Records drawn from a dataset
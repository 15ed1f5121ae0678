//! Board wiring and task layout (ESP32-S3 devkit + ICM-42670-P breakout).
//!
//! | Signal          | GPIO | Notes                         |
//! |-----------------|------|-------------------------------|
//! | I2C SDA / SCL   | 10/8 | motion sensor                 |
//! | Button A        | 0    | active low, arm / to Sending  |
//! | Button B        | 14   | active low, mode cycle        |
//! | LED             | 2    | indicator light               |
//! | Buzzer          | 4    | passive, LEDC channel 0       |
//! | Console TX / RX | 43/44| UART0                         |
//! | Peer TX / RX    | 17/18| UART1                         |

pub const I2C_BAUD_HZ: u32 = 400_000;
pub const CONSOLE_BAUD: u32 = 115_200;
pub const PEER_BAUD: u32 = 9600;

/// FreeRTOS priorities: higher runs first.
pub const SAMPLER_PRIORITY: u8 = 5;
pub const LINE_READER_PRIORITY: u8 = 4;
pub const AGGREGATOR_PRIORITY: u8 = 3;
pub const RENDERER_PRIORITY: u8 = 3;

/// Task stacks in bytes. Tasks holding a word buffer get the larger size.
pub const SAMPLER_STACK: usize = 4096;
pub const WORD_TASK_STACK: usize = 8192;

/// Supervisor loop period (log drain, interrupt re-arm).
pub const SUPERVISOR_PERIOD_MS: u32 = 20;
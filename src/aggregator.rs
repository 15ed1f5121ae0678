//! Symbol aggregator (consumer).
//!
//! Sole consumer of the symbol queue. Builds one word at a time out of
//! dots and dashes and hands it off on the next gap:
//!
//! ```text
//! symbol ──▶ Sending && Running? ──no──▶ ignored
//!                 │ yes (gate closes: Running → Waiting)
//!                 ▼
//!            gap? ──no──▶ append to word
//!                 │ yes
//!                 ▼
//!            word empty? ──yes──▶ nothing
//!                 │ no
//!                 ▼
//!            PeerLink Off → Flush::Render(word)
//!            PeerLink On  → Flush::Transmit(word)
//! ```
//!
//! The word is moved out on flush, so the buffer is empty after every gap.

use crate::control::{ControlState, PeerLink};
use crate::diagnostics::{Counter, Diagnostics};
use crate::symbol::Symbol;
use crate::word::Word;

/// Where a finished word goes.
#[derive(Debug, PartialEq, Eq)]
pub enum Flush {
    /// Show and key locally.
    Render(Word),
    /// Send as one line to the peer.
    Transmit(Word),
}

/// Outcome of one symbol.
#[derive(Debug, PartialEq, Eq)]
pub enum Accept {
    /// Gate closed or not Sending; symbol discarded.
    Ignored,
    /// Appended to the word in progress.
    Appended,
    /// Gap with nothing buffered.
    EmptyGap,
    /// Gap ended a word.
    Flushed(Flush),
    /// Word exceeded capacity and was reset.
    Overflow,
}

/// Word-in-progress owner.
#[derive(Default)]
pub struct Aggregator {
    word: Word,
}

impl Aggregator {
    pub const fn new() -> Self {
        Self { word: Word::new() }
    }

    /// Current partial word.
    pub fn word(&self) -> &Word {
        &self.word
    }

    /// Process one received symbol.
    pub fn accept(
        &mut self,
        symbol: Symbol,
        control: &ControlState,
        diagnostics: &Diagnostics,
    ) -> Accept {
        if !control.try_consume_arm() {
            return Accept::Ignored;
        }
        if control.take_clear_request() {
            self.word.clear();
        }

        if symbol.is_gap() {
            if self.word.is_empty() {
                return Accept::EmptyGap;
            }
            let word = self.word.take();
            return Accept::Flushed(match control.peer() {
                PeerLink::Off => Flush::Render(word),
                PeerLink::On => Flush::Transmit(word),
            });
        }

        match self.word.push(symbol.as_char()) {
            Ok(()) => Accept::Appended,
            Err(e) => {
                diagnostics.record(Counter::WordOverflows);
                log::warn!("aggregator: {}", e);
                Accept::Overflow
            }
        }
    }
}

§ **What the exercise asks**
Every entry above should be transcribed exactly as it appears.

§ **Solution to the problem**
repository 15ed1f5121ae0678
//! Board wiring and task layout (ESP32-S3 devkit + ICM-42670-P breakout).
//!
//! | Signal          | GPIO | Notes                         |
//! |-----------------|------|-------------------------------|
//! | I2C SDA / SCL   | 10/8 | motion sensor                 |
//! | Button A        | 0    | active low, arm / to Sending  |
//! | Button B        | 14   | active low, mode cycle        |
//! | LED             | 2    | indicator light               |
//! | Buzzer          | 4    | passive, LEDC channel 0       |
//! | Console TX / RX | 43/44| UART0                         |
//! | Peer TX / RX    | 17/18| UART1                         |

pub const I2C_BAUD_HZ: u32 = 400_000;
pub const CONSOLE_BAUD: u32 = 115_200;
pub const PEER_BAUD: u32 = 9600;

/// FreeRTOS priorities: higher runs first.
pub const SAMPLER_PRIORITY: u8 = 5;
pub const LINE_READER_PRIORITY: u8 = 4;
pub const AGGREGATOR_PRIORITY: u8 = 3;
pub const RENDERER_PRIORITY: u8 = 3;

/// Task stacks in bytes. Tasks holding a word buffer get the larger size.
pub const SAMPLER_STACK: usize = 4096;
pub const WORD_TASK_STACK: usize = 8192;

/// Supervisor loop period (log drain, interrupt re-arm).
pub const SUPERVISOR_PERIOD_MS: u32 = 20;
filename src/aggregator.rs
repository 15ed1f5121ae0678
//! Symbol aggregator (consumer).
//!
//! Sole consumer of the symbol queue. Builds one word at a time out of
//! dots and dashes and hands it off on the next gap:
//!
//! ```text
//! symbol ──▶ Sending && Running? ──no──▶ ignored
//!                 │ yes (gate closes: Running → Waiting)
//!                 ▼
//!            gap? ──no──▶ append to word
//!                 │ yes
//!                 ▼
//!            word empty? ──yes──▶ nothing
//!                 │ no
//!                 ▼
//!            PeerLink Off → Flush::Render(word)
//!            PeerLink On  → Flush::Transmit(word)
//! ```
//!
//! The word is moved out on flush, so the buffer is empty after every gap.

use crate::control::{ControlState, PeerLink};
use crate::diagnostics::{Counter, Diagnostics};
use crate::symbol::Symbol;
use crate::word::Word;

/// Where a finished word goes.
#[derive(Debug, PartialEq, Eq)]
pub enum Flush {
    /// Show and key locally.
    Render(Word),
    /// Send as one line to the peer.
    Transmit(Word),
}

/// Outcome of one symbol.
#[derive(Debug, PartialEq, Eq)]
pub enum Accept {
    /// Gate closed or not Sending; symbol discarded.
    Ignored,
    /// Appended to the word in progress.
    Appended,
    /// Gap with nothing buffered.
    EmptyGap,
    /// Gap ended a word.
    Flushed(Flush),
    /// Word exceeded capacity and was reset.
    Overflow,
}

/// Word-in-progress owner.
#[derive(Default)]
pub struct Aggregator {
    word: Word,
}

impl Aggregator {
    pub const fn new() -> Self {
        Self { word: Word::new() }
    }

    /// Current partial word.
    pub fn word(&self) -> &Word {
        &self.word
    }

    /// Process one received symbol.
    pub fn accept(
        &mut self,
        symbol: Symbol,
        control: &ControlState,
        diagnostics: &Diagnostics,
    ) -> Accept {
        if !control.try_consume_arm() {
            return Accept::Ignored;
        }
        if control.take_clear_request() {
            self.word.clear();
        }

        if symbol.is_gap() {
            if self.word.is_empty() {
                return Accept::EmptyGap;
            }
            let word = self.word.take();
            return Accept::Flushed(match control.peer() {
                PeerLink::Off => Flush::Render(word),
                PeerLink::On => Flush::Transmit(word),
            });
        }

        match self.word.push(symbol.as_char()) {
            Ok(()) => Accept::Appended,
            Err(e) => {
                diagnostics.record(Counter::WordOverflows);
                log::warn!("aggregator: {}", e);
                Accept::Overflow
            }
        }
    }
}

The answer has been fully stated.